A few weeks after Fuller’s murder, a woman told police that she’d been in the alley behind H Street on October 1, shooting heroin. While there, she had seen a man she knew—not one of the accused—“beat the fuck” out of Fuller “for just a few dollars.”

In addition, two different witnesses—the street vendor who’d found Fuller and a friend of his—reported seeing two young men at the murder scene acting suspiciously; both young men had fled when the police arrived. The attendant and his friend even identified the men from police photographs; neither were among those charged with Fuller’s murder.

These alternative suspects didn’t fit the prosecution’s theory. If one or both had killed Fuller, the official narrative they’d come up with—that the killing had been committed by a gang of neighborhood youth—was wrong.

Goren, the lead prosecutor, was in a bind. After making 17 arrests—and after proclaiming the crime to be solved—he was all in on the gang story. He also knew his case was thin. It rested on two snitches with sweet plea deals. Disclosing evidence of these other suspects would give the accused a defense far stronger than the flimsy alibis they had put forward. He might lose the biggest trial of his life.

So he hid this Brady evidence. The result was that eight men who had nothing to do with Catherine Fuller’s murder spent a total of 255 years in prison for the crime.

The information about the other suspects would likely have stayed hidden forever without the work of Washington Post reporter Patrice Gaines. In the mid-1990s, she and a colleague began to dig into the old files and interviewed many of the Fuller case participants. In 2001 she published an article articulating her concerns about police and prosecutorial misconduct. Because of her work, the Mid-Atlantic Innocence Project (MAIP) agreed to take on the case.
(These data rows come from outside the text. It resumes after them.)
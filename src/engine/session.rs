//! One transport attempt against one mirror.
//!
//! A [`Session`] is owned by a driver for the duration of a single attempt:
//! it builds the request (conditional GET or range resume as planned),
//! streams the body into the open part file, parses the response headers
//! the drivers care about (Content-Disposition, Last-Modified), enforces
//! the size cap and cancellation on every received chunk, and reports
//! deduplicated progress. What it returns is pure telemetry; deciding what
//! an attempt *means* (retry, publish, up-to-date) is driver business.

use std::sync::Arc;
use std::time::Duration;

use chrono::{DateTime, FixedOffset, Utc};
use futures::StreamExt;
use reqwest::header::{CONTENT_DISPOSITION, IF_MODIFIED_SINCE, LAST_MODIFIED, RANGE};
use reqwest::StatusCode;
use reqwest_middleware::ClientWithMiddleware;
use tokio::fs::File;
use tokio::io::AsyncWriteExt;
use tracing::debug;

use crate::events::{DownloadEvent, EventCallback};
use crate::interrupt::Interrupt;
use crate::partfile;
use crate::payload::{OpenMode, Payload};

/// Seconds without a received chunk before the transfer counts as stalled.
pub(crate) const LOW_SPEED_WINDOW_SECS: u64 = 10;

/// Per-attempt request shaping decided before the transfer starts.
#[derive(Debug, Clone, Copy, Default)]
pub(crate) struct TransferPlan {
    /// Send If-Modified-Since with this timestamp.
    pub time_condition: Option<DateTime<Utc>>,
    /// Ask the server to continue from this offset.
    pub resume_from: u64,
}

/// Telemetry of one finished attempt, successful or not.
#[derive(Debug, Clone)]
pub(crate) struct SessionOutcome {
    pub respcode: u16,
    /// Bytes streamed by this attempt.
    pub bytes_downloaded: u64,
    /// Bytes the server advertised as remaining; `None` for chunked bodies.
    pub remote_size: Option<u64>,
    /// The server's Last-Modified, when present and parseable.
    pub remote_time: Option<DateTime<FixedOffset>>,
    /// URL after redirects.
    pub effective_url: String,
    /// The If-Modified-Since condition held (HTTP 304).
    pub condition_unmet: bool,
}

/// Ways a streaming attempt can abort.
#[derive(Debug)]
pub(crate) enum SessionError {
    /// The request could not be dispatched: resolution, connection, TLS,
    /// or the redirect cap.
    Send(reqwest_middleware::Error),
    /// The body stream broke mid-transfer.
    Body(reqwest::Error),
    /// No chunk arrived within the low-speed window.
    Stalled,
    /// The size cap would have been exceeded.
    SizeExceeded,
    /// The interrupt token was tripped.
    Cancelled,
    /// Writing to the part file failed.
    Io(std::io::Error),
}

/// Decides conditional-GET vs. resume for the coming attempt, mutating the
/// payload's open mode and initial size accordingly.
pub(crate) fn plan_transfer(payload: &mut Payload) -> TransferPlan {
    let mut plan = TransferPlan::default();

    let dest_mtime = (!payload.allow_resume && !payload.force)
        .then(|| payload.state.destfile_name.as_deref())
        .flatten()
        .and_then(|dest| std::fs::metadata(dest).ok())
        .and_then(|meta| meta.modified().ok());

    if let Some(mtime) = dest_mtime {
        // start from scratch, but only download if our local is out of date
        let ts: DateTime<Utc> = mtime.into();
        debug!(
            "{}: using time condition {}",
            payload.remote_name(),
            ts.timestamp()
        );
        plan.time_condition = Some(ts);
    } else if payload.allow_resume {
        if let Some(temp) = payload.state.tempfile_name.as_deref() {
            if let Ok(meta) = std::fs::metadata(temp) {
                debug!(
                    "{}: tempfile found, attempting continuation from {} bytes",
                    payload.remote_name(),
                    meta.len()
                );
                plan.resume_from = meta.len();
                payload.state.open_mode = OpenMode::Append;
                payload.state.initial_size = meta.len();
            }
        }
    }

    plan
}

/// Extracts the filename from a Content-Disposition header value.
///
/// The field ends at a `;` or CRLF and surrounding quotes are stripped,
/// matching what transports themselves do with the header.
pub(crate) fn parse_content_disposition(header: &str) -> Option<&str> {
    let start = header.find("filename=")? + "filename=".len();
    let rest = &header[start..];
    let end = rest.find([';', '\r', '\n']).unwrap_or(rest.len());
    let mut field = &rest[..end];
    if field.len() >= 2 && field.starts_with('"') && field.ends_with('"') {
        field = &field[1..field.len() - 1];
    }
    (!field.is_empty()).then_some(field)
}

/// Formats a timestamp as an HTTP-date for If-Modified-Since.
fn http_date(ts: DateTime<Utc>) -> String {
    ts.format("%a, %d %b %Y %H:%M:%S GMT").to_string()
}

pub(crate) struct Session<'a> {
    pub client: &'a ClientWithMiddleware,
    pub interrupt: &'a Interrupt,
    pub events: Option<&'a Arc<EventCallback>>,
    pub disable_timeout: bool,
}

impl Session<'_> {
    /// Runs one attempt: dispatches the request and streams the body into
    /// `file`.
    pub(crate) async fn run(
        &self,
        payload: &mut Payload,
        plan: &TransferPlan,
        url: &str,
        file: &mut File,
    ) -> Result<SessionOutcome, SessionError> {
        let mut request = self.client.get(url);
        if let Some(ts) = plan.time_condition {
            request = request.header(IF_MODIFIED_SINCE, http_date(ts));
        }
        if plan.resume_from > 0 {
            request = request.header(RANGE, format!("bytes={}-", plan.resume_from));
        }

        let response = request.send().await.map_err(SessionError::Send)?;

        let respcode = response.status().as_u16();
        payload.state.respcode = respcode;

        if let Some(value) = response.headers().get(CONTENT_DISPOSITION) {
            if let Some(name) = value.to_str().ok().and_then(parse_content_disposition) {
                payload.state.content_disp_name = Some(name.to_string());
            }
        }

        let remote_time = response
            .headers()
            .get(LAST_MODIFIED)
            .and_then(|value| value.to_str().ok())
            .and_then(|value| DateTime::parse_from_rfc2822(value).ok());

        let remote_size = response.content_length();
        let effective_url = response.url().to_string();
        let condition_unmet = response.status() == StatusCode::NOT_MODIFIED;

        if plan.resume_from > 0 && response.status() == StatusCode::OK {
            // the server ignored our range request; start over from scratch
            debug!("{}: server does not support resume", payload.remote_name());
            partfile::truncate_for_retry(file)
                .await
                .map_err(SessionError::Io)?;
            payload.state.initial_size = 0;
        }

        if payload.max_size > 0 {
            if let Some(size) = remote_size {
                if payload.state.initial_size + size > payload.max_size {
                    return Err(SessionError::SizeExceeded);
                }
            }
        }

        let mut bytes_downloaded: u64 = 0;
        let mut stream = response.bytes_stream();
        loop {
            let next = if self.disable_timeout {
                stream.next().await
            } else {
                match tokio::time::timeout(
                    Duration::from_secs(LOW_SPEED_WINDOW_SECS),
                    stream.next(),
                )
                .await
                {
                    Ok(item) => item,
                    Err(_) => return Err(SessionError::Stalled),
                }
            };
            let Some(item) = next else { break };
            let chunk = item.map_err(SessionError::Body)?;

            if self.interrupt.is_cancelled() {
                return Err(SessionError::Cancelled);
            }

            bytes_downloaded += chunk.len() as u64;
            if payload.max_size > 0
                && payload.state.initial_size + bytes_downloaded > payload.max_size
            {
                return Err(SessionError::SizeExceeded);
            }

            file.write_all(&chunk).await.map_err(SessionError::Io)?;
            self.report_progress(payload, remote_size, bytes_downloaded);
        }
        file.flush().await.map_err(SessionError::Io)?;

        Ok(SessionOutcome {
            respcode,
            bytes_downloaded,
            remote_size,
            remote_time,
            effective_url,
            condition_unmet,
        })
    }

    /// Emits one progress tick, applying the suppression and deduplication
    /// rules: nothing for signature payloads or redirect bodies, nothing
    /// without a known total, nothing once the cumulative total was already
    /// reported. `initial_size` is excluded from the reported window.
    fn report_progress(&self, payload: &mut Payload, remote_size: Option<u64>, downloaded: u64) {
        if payload.signature || payload.state.respcode >= 300 {
            return;
        }
        let Some(total) = remote_size else { return };
        if total == 0 || downloaded > total {
            return;
        }
        let Some(callback) = self.events else { return };

        if payload.state.prevprogress == payload.state.initial_size + total {
            return;
        }

        callback(
            payload.remote_name(),
            &DownloadEvent::Progress { total, downloaded },
        );
        payload.state.prevprogress = payload.state.initial_size + downloaded;
    }
}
Lawyers working with MAIP uncovered the evidence of the alternative suspects the prosecution had withheld, along with new information that further undermined the gang theory. This led to a new round of appeals for the men which, in 2017, went all the way to the Supreme Court. There, the majority of the justices deemed that the Brady evidence was “too little, too weak, or too distant from the main evidentiary points” to meet the materiality standard.

The two dissenters (Justices Elena Kagan and Ruth Bader Ginsburg) argued that the evidence of alternative perpetrators would have changed “the whole tenor of the trial,” and “could well have flipped one or more jurors—which is all that Brady requires.” But 33 years after the fact, that was a hard claim to prove. The convictions stood.
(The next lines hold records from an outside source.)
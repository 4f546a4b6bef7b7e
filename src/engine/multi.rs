//! Multi-transfer driver: parallel admission with per-payload mirror
//! failover.
//!
//! [`DownloadEngine::download_all`] keeps up to `parallel_downloads`
//! transfers in flight over the engine's shared client and processes
//! completions in whatever order the transfers finish. Mirrors are strictly
//! sequential within one payload; across payloads nothing is ordered. Once
//! a required payload fails (or a payload cannot even be admitted), no new
//! payloads are started, but transfers already in flight drain to
//! completion.

use std::path::Path;
use std::sync::atomic::{AtomicBool, Ordering};

use futures::stream::{self, StreamExt};
use tracing::{debug, error};

use super::session::{plan_transfer, Session, TransferPlan};
use super::single::{
    assess_attempt, assign_names, attempt_url, finalize_failure, publish_attempt,
    retarget_destination, tempfile_path, AttemptVerdict,
};
use super::DownloadEngine;
use crate::error::{Error, Result};
use crate::partfile;
use crate::payload::Payload;
use crate::utils::urls;

/// What one payload contributed to the batch.
enum MultiOutcome {
    /// Downloaded or up to date.
    Done,
    /// Failed, but the payload was optional.
    OptionalFailed,
    /// Failed and required; the batch stops admitting.
    Failed(Error),
    /// Never started because the batch had already stopped admitting.
    Skipped,
}

impl DownloadEngine {
    /// Downloads a batch of payloads into `cachedir`, up to
    /// `parallel_downloads` at a time.
    ///
    /// Returns `Ok(())` when every required payload either downloaded or
    /// was already up to date; otherwise the first fatal error. Optional
    /// payloads (`errors_ok`) never fail the batch.
    pub async fn download_all(&self, payloads: &mut [Payload], cachedir: &Path) -> Result<()> {
        if let Some(fetch) = self.config.fetch.clone() {
            for payload in payloads.iter_mut() {
                let mut success = false;
                for idx in 0..payload.servers.len() {
                    payload.state.server_idx = idx;
                    let Some(url) = payload.rebuild_fileurl().map(str::to_string) else {
                        continue;
                    };
                    if fetch(&url, cachedir, payload.force).is_some() {
                        success = true;
                        break;
                    }
                }
                if !success && !payload.errors_ok {
                    return Err(Error::ExternalDownload);
                }
            }
            return Ok(());
        }

        let halted = AtomicBool::new(false);
        let mut first_error = None;

        let outcomes: Vec<MultiOutcome> = stream::iter(payloads.iter_mut().map(|payload| {
            let halted = &halted;
            async move {
                if halted.load(Ordering::SeqCst) {
                    return MultiOutcome::Skipped;
                }
                let outcome = self.multi_transfer(payload, cachedir).await;
                if matches!(outcome, MultiOutcome::Failed(_)) {
                    // a required payload failed: stop admitting new work,
                    // but let transfers already in flight finish
                    halted.store(true, Ordering::SeqCst);
                }
                outcome
            }
        }))
        .buffer_unordered(self.config.effective_parallel())
        .collect()
        .await;

        for outcome in outcomes {
            match outcome {
                MultiOutcome::Failed(err) => {
                    if first_error.is_none() {
                        first_error = Some(err);
                    }
                }
                MultiOutcome::Done | MultiOutcome::OptionalFailed | MultiOutcome::Skipped => {}
            }
        }

        match first_error {
            Some(err) => Err(err),
            None => Ok(()),
        }
    }

    /// Runs one payload to completion, failing over across its mirrors.
    async fn multi_transfer(&self, payload: &mut Payload, cachedir: &Path) -> MultiOutcome {
        // admission: compose the URL, settle names, open the part file
        let url = match attempt_url(payload) {
            Ok(url) => url,
            Err(err) => {
                error!(
                    "failed to setup a download payload for {}",
                    payload.remote_name()
                );
                return MultiOutcome::Failed(err);
            }
        };
        payload.ensure_remote_name();

        if let Err(err) = urls::host_from_url(&url) {
            error!("url '{url}' is invalid");
            return MultiOutcome::Failed(err);
        }

        let mut file_slot = match assign_names(payload, cachedir, false).await {
            Ok(slot) => slot,
            Err(err) => {
                error!(
                    "failed to setup a download payload for {}",
                    payload.remote_name()
                );
                return MultiOutcome::Failed(err);
            }
        };

        debug!("{}: url is {url}", payload.remote_name());
        if payload.max_size > 0 {
            debug!("{}: maxsize {}", payload.remote_name(), payload.max_size);
        }
        let mut plan = plan_transfer(payload);

        if payload.max_size > 0 && payload.state.initial_size == payload.max_size {
            debug!("{}: part file is complete", payload.remote_name());
            self.emit_init(payload);
            file_slot = None;
            return match publish_attempt(payload, &mut file_slot, None).await {
                Ok(_) => {
                    self.emit_completed(payload, 0, 0);
                    MultiOutcome::Done
                }
                Err(err) => {
                    self.emit_completed(payload, 0, -1);
                    self.demote_if_optional(payload, err)
                }
            };
        }

        if file_slot.is_none() {
            let temp = match tempfile_path(payload) {
                Ok(temp) => temp,
                Err(err) => return MultiOutcome::Failed(err),
            };
            match partfile::open_part(&temp, payload.state.open_mode).await {
                Ok(file) => {
                    debug!(
                        "{}: opened tempfile for download: {} ({:?})",
                        payload.remote_name(),
                        temp.display(),
                        payload.state.open_mode
                    );
                    file_slot = Some(file);
                }
                Err(err) => {
                    error!("could not open file {}: {err}", temp.display());
                    return MultiOutcome::Failed(err);
                }
            }
        }

        self.emit_init(payload);

        let mut url = url;
        loop {
            let host = match urls::host_from_url(&url) {
                Ok(host) => host.to_string(),
                Err(err) => return MultiOutcome::Failed(err),
            };

            let session = Session {
                client: &self.client,
                interrupt: &self.interrupt,
                events: self.config.events.as_ref(),
                disable_timeout: self.config.disable_download_timeout,
            };
            let result = match file_slot.as_mut() {
                Some(file) => session.run(payload, &plan, &url, file).await,
                None => {
                    return MultiOutcome::Failed(Error::System {
                        source: std::io::Error::other("part file not open"),
                    })
                }
            };

            match assess_attempt(payload, result, &mut file_slot, &host).await {
                AttemptVerdict::Success(outcome) => {
                    if payload.trust_remote_name {
                        retarget_destination(payload, &outcome, cachedir);
                    }
                    return match publish_attempt(payload, &mut file_slot, outcome.remote_time)
                        .await
                    {
                        Ok(_) => {
                            self.emit_completed(payload, outcome.bytes_downloaded, 0);
                            MultiOutcome::Done
                        }
                        Err(err) => {
                            finalize_failure(payload, &mut file_slot, None).await;
                            self.emit_completed(payload, outcome.bytes_downloaded, -1);
                            self.demote_if_optional(payload, err)
                        }
                    };
                }
                AttemptVerdict::UpToDate => {
                    drop(file_slot.take());
                    if let Some(temp) = payload.state.tempfile_name.clone() {
                        partfile::unlink(&temp).await;
                    }
                    self.emit_completed(payload, 0, 1);
                    return MultiOutcome::Done;
                }
                AttemptVerdict::Failed {
                    error,
                    recoverable,
                    remote_time,
                    bytes,
                } => {
                    if recoverable && payload.advance_server() {
                        match self.prepare_retry(payload, &mut file_slot, &mut plan).await {
                            Ok(next_url) => {
                                url = next_url;
                                continue;
                            }
                            Err(err) => {
                                finalize_failure(payload, &mut file_slot, remote_time).await;
                                self.emit_completed(payload, bytes, -1);
                                return self.demote_if_optional(payload, err);
                            }
                        }
                    }
                    if recoverable {
                        debug!("{}: no more servers to retry", payload.remote_name());
                    }
                    finalize_failure(payload, &mut file_slot, remote_time).await;
                    self.emit_completed(payload, bytes, -1);
                    return self.demote_if_optional(payload, error);
                }
            }
        }
    }

    /// Points the payload at the mirror `advance_server` just selected:
    /// rebuilds the URL and, when the temp file is fail-discarded, drops
    /// the bytes the failed mirror left behind.
    async fn prepare_retry(
        &self,
        payload: &mut Payload,
        file_slot: &mut Option<tokio::fs::File>,
        plan: &mut TransferPlan,
    ) -> Result<String> {
        let url = payload
            .rebuild_fileurl()
            .map(str::to_string)
            .ok_or(Error::ServerNone)?;

        if payload.state.unlink_on_fail {
            if let Some(file) = file_slot.as_mut() {
                partfile::truncate_for_retry(file).await?;
            }
            payload.state.initial_size = 0;
            plan.resume_from = 0;
        } else if let Some(file) = file_slot.as_ref() {
            // keep whatever the failed mirror delivered and continue after
            // it; mirrors serve identical artifacts
            let len = file.metadata().await.map_err(Error::from)?.len();
            plan.resume_from = len;
            payload.state.initial_size = len;
        }
        payload.state.respcode = 0;

        debug!("{}: retrying from {url}", payload.remote_name());
        Ok(url)
    }

    fn demote_if_optional(&self, payload: &Payload, error: Error) -> MultiOutcome {
        // interrupts are never demoted; an optional payload can still
        // tolerate any other failure
        if payload.errors_ok && !matches!(error, Error::Cancelled) {
            MultiOutcome::OptionalFailed
        } else {
            MultiOutcome::Failed(error)
        }
    }
}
What happened in the Fuller case is too common. Sometimes prosecutors don’t recognize Brady material, or don’t know about it. But many times, they simply fear losing, as Goren did. They convince themselves they’re promoting justice by hiding evidence. It’s simple to do. And as long as prosecutors control all the case information, it will keep happening.


The repeated disregard for the Brady rule is a clear indictment of our criminal legal system, and a disturbing reminder that it is not designed for justice or fairness. But even within that system, we can—we must—make changes that will mitigate harm for real people experiencing it in the here and now, undertaking what Mariame Kaba and others have described as “non-reformist reforms.”

In my book, I argue that one viable path is to implement the intent of Brady through legislation; to take disclosure decisions out of the hands of prosecutors and impose open-file discovery by fiat. The good news is that we already know how to do it. Two unlikely places—North Carolina and Texas—have shown the way.

In each state, after an egregious Brady violation led to a well-publicized wrongful conviction, state legislators passed a law requiring prosecutors to open all their files to the defense early in the process and enforced that obligation with strong sanctions. Following some initial modifications, those laws have proven to be surprisingly successful at satisfying the intention of Brady.

Open-file discovery is not a magic bullet, nor is it an instant solution. But it’s workable and effective. Restrictive disclosure laws have helped put thousands of innocent people behind bars. If we care about justice, it’s past time to bury the Brady rule, and make open-file discovery the law everywhere.